A Ministra da Segurança, Trinidad Steinert, rebateu as críticas do diretor do Instituto Nacional de Derechos Humanos (INDH), Yerko Ljubetic, à lei Nain-Retamal, classificando-as como um ataque ao seu mandato. Steinert acusou Ljubetic de usar uma 'lógica invertida' e defendeu a lei como um avanço fundamental contra a impunidade criminal. A disputa ocorreu durante o evento de prestação de contas públicas do INDH em 2025.
A Ministra da Segurança, Trinidad Steinert, emitiu uma declaração na terça-feira defendendo a lei Nain-Retamal contra observações feitas pelo diretor do INDH, Yerko Ljubetic. Durante a prestação de contas públicas do INDH em 2025 na segunda-feira, Ljubetic disse que a lei 'conspira' contra a ação policial e amplia a 'impunidade' para carabineros que violam normas legais.

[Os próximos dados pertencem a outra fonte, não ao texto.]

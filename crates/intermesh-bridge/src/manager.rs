//! [`BridgeManager`] – one running controller per registered platform.
//!
//! Creating a bridge builds the adapter from the [`BridgeFactoryTable`],
//! wraps it in a [`BridgeController`] and subscribes the controller to
//! `ipsmrm_bridge_<platform id>`. Removing it aborts the listener and lets
//! the adapter stop its background work.

use std::collections::HashMap;
use std::sync::{Arc, Mutex, PoisonError};

use intermesh_middleware::{ErrorReporter, MessageBus, spawn_listener};
use intermesh_types::{BrokerTopic, EntityKind, Platform, RouteError};
use tokio::task::JoinHandle;
use tracing::info;

use crate::adapter::{BridgeContext, BridgePublisher};
use crate::controller::BridgeController;
use crate::factory::BridgeFactoryTable;

struct RunningBridge {
    controller: Arc<BridgeController>,
    listener: JoinHandle<()>,
}

pub struct BridgeManager {
    bus: Arc<dyn MessageBus>,
    factories: BridgeFactoryTable,
    bridges: Mutex<HashMap<String, RunningBridge>>,
}

impl BridgeManager {
    pub fn new(bus: Arc<dyn MessageBus>, factories: BridgeFactoryTable) -> Self {
        Self {
            bus,
            factories,
            bridges: Mutex::new(HashMap::new()),
        }
    }

    /// Build and start the bridge for `platform`.
    ///
    /// # Errors
    ///
    /// - [`RouteError::AlreadyRegistered`] when a bridge already runs for the
    ///   platform.
    /// - [`RouteError::Middleware`] when the platform type has no factory or
    ///   the factory fails.
    pub fn create_bridge(&self, platform: &Platform) -> Result<(), RouteError> {
        let platform_id = platform.platform_id.as_str();
        let mut bridges = self.bridges.lock().unwrap_or_else(PoisonError::into_inner);
        if bridges.contains_key(platform_id) {
            return Err(RouteError::already_registered(EntityKind::Bridge, platform_id));
        }

        let factory = self.factories.get(&platform.platform_type).ok_or_else(|| {
            RouteError::Middleware(format!(
                "no bridge available for platform type '{}'",
                platform.platform_type
            ))
        })?;
        let publisher = BridgePublisher::new(Arc::clone(&self.bus), platform_id);
        let adapter = factory(BridgeContext {
            configuration: self.factories.configuration(&platform.platform_type),
            platform: platform.clone(),
            publisher: publisher.clone(),
        })
        .map_err(|e| RouteError::Middleware(format!("failed to create bridge for platform {platform_id}: {e}")))?;

        let reporter = ErrorReporter::new(Arc::clone(&self.bus), "bridge");
        let controller = Arc::new(BridgeController::new(adapter, publisher, reporter));
        let for_listener = Arc::clone(&controller);
        let listener = spawn_listener(
            self.bus.as_ref(),
            &BrokerTopic::IpsmrmBridge.for_platform(platform_id),
            move |msg| {
                let controller = Arc::clone(&for_listener);
                async move { controller.process(msg).await }
            },
        );
        bridges.insert(platform_id.to_string(), RunningBridge { controller, listener });
        info!(platform_id = %platform_id, platform_type = %platform.platform_type, "bridge created");
        Ok(())
    }

    /// Stop and forget the bridge for `platform_id`.
    ///
    /// # Errors
    ///
    /// [`RouteError::NotRegistered`] when no bridge runs for the platform.
    pub async fn remove_bridge(&self, platform_id: &str) -> Result<(), RouteError> {
        let running = self
            .bridges
            .lock()
            .unwrap_or_else(PoisonError::into_inner)
            .remove(platform_id)
            .ok_or_else(|| RouteError::not_registered(EntityKind::Bridge, platform_id))?;
        running.listener.abort();
        running.controller.shutdown().await;
        info!(platform_id = %platform_id, "bridge removed");
        Ok(())
    }

    pub async fn stop_all(&self) {
        let all: Vec<(String, RunningBridge)> = self
            .bridges
            .lock()
            .unwrap_or_else(PoisonError::into_inner)
            .drain()
            .collect();
        for (platform_id, running) in all {
            running.listener.abort();
            running.controller.shutdown().await;
            info!(platform_id = %platform_id, "bridge stopped");
        }
    }

    pub fn has_bridge(&self, platform_id: &str) -> bool {
        self.bridges
            .lock()
            .unwrap_or_else(PoisonError::into_inner)
            .contains_key(platform_id)
    }

    pub fn supported_platform_types(&self) -> Vec<String> {
        self.factories.supported_platform_types()
    }
}

#[cfg(test)]
mod tests {
    use super::*;
    use crate::test_bridge::TestBridge;
    use futures_util::StreamExt;
    use intermesh_middleware::TopicBus;
    use intermesh_types::{MessageType, request::PlatformReq};
    use std::time::Duration;

    fn test_platform(id: &str) -> Platform {
        Platform::new(id, TestBridge::PLATFORM_TYPE, "http://localhost:4568")
    }

    #[tokio::test]
    async fn created_bridge_answers_on_its_topics() {
        let bus = Arc::new(TopicBus::default());
        let manager = BridgeManager::new(bus.clone(), BridgeFactoryTable::with_defaults());
        let platform = test_platform("http://p1");
        let mut upstream = bus.subscribe(&BrokerTopic::BridgeIpsmrm.for_platform("http://p1"));

        manager.create_bridge(&platform).unwrap();
        assert!(manager.has_bridge("http://p1"));

        let register = PlatformReq::new(platform).to_envelope(MessageType::PlatformRegister, "conv-r");
        bus.publish(&BrokerTopic::IpsmrmBridge.for_platform("http://p1"), register)
            .await
            .unwrap();

        let response = tokio::time::timeout(Duration::from_secs(1), upstream.next()).await.unwrap().unwrap();
        assert_eq!(response.conversation_id, "conv-r");
        assert!(response.has(MessageType::Response));
    }

    #[tokio::test]
    async fn duplicate_bridge_is_already_registered() {
        let bus = Arc::new(TopicBus::default());
        let manager = BridgeManager::new(bus, BridgeFactoryTable::with_defaults());
        manager.create_bridge(&test_platform("http://p1")).unwrap();
        let err = manager.create_bridge(&test_platform("http://p1")).unwrap_err();
        assert!(matches!(err, RouteError::AlreadyRegistered { kind: EntityKind::Bridge, .. }));
    }

    #[tokio::test]
    async fn unknown_platform_type_is_a_middleware_error() {
        let bus = Arc::new(TopicBus::default());
        let manager = BridgeManager::new(bus, BridgeFactoryTable::with_defaults());
        let platform = Platform::new("http://p9", "http://inter-iot.eu/Unknown", "http://localhost");
        assert!(matches!(manager.create_bridge(&platform), Err(RouteError::Middleware(_))));
        assert!(!manager.has_bridge("http://p9"));
    }

    #[tokio::test]
    async fn removed_bridge_stops_listening() {
        let bus = Arc::new(TopicBus::default());
        let manager = BridgeManager::new(bus.clone(), BridgeFactoryTable::with_defaults());
        manager.create_bridge(&test_platform("http://p1")).unwrap();

        manager.remove_bridge("http://p1").await.unwrap();
        assert!(!manager.has_bridge("http://p1"));
        assert!(matches!(
            manager.remove_bridge("http://p1").await,
            Err(RouteError::NotRegistered { .. })
        ));

        tokio::time::sleep(Duration::from_millis(20)).await;
        let topic = BrokerTopic::IpsmrmBridge.for_platform("http://p1");
        assert_eq!(bus.subscriber_count(&topic), 0);
    }
}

Steinert rebateu dizendo que Ljubetic usa 'uma lógica invertida' ao presumir a inocência de criminosos enquanto a nega aos policiais. 'Isso vai contra o bom senso', disse ela, descrevendo a lei como 'um dos avanços mais importantes dos últimos anos' que 'acaba com a impunidade' para aqueles que matam policiais em situações extremas.
A ministra esclareceu que a presunção da lei não elimina as investigações do Ministério Público nem as ações judiciais, mas equilibra as condições para os carabineros que arriscam suas vidas. 'Equilibrar legalmente o campo para aqueles que arriscam suas vidas não é uma ameaça aos direitos humanos', afirmou.
As críticas de Ljubetic levaram deputados do Renovación Nacional a solicitar antecedentes técnicos e jurídicos do INDH.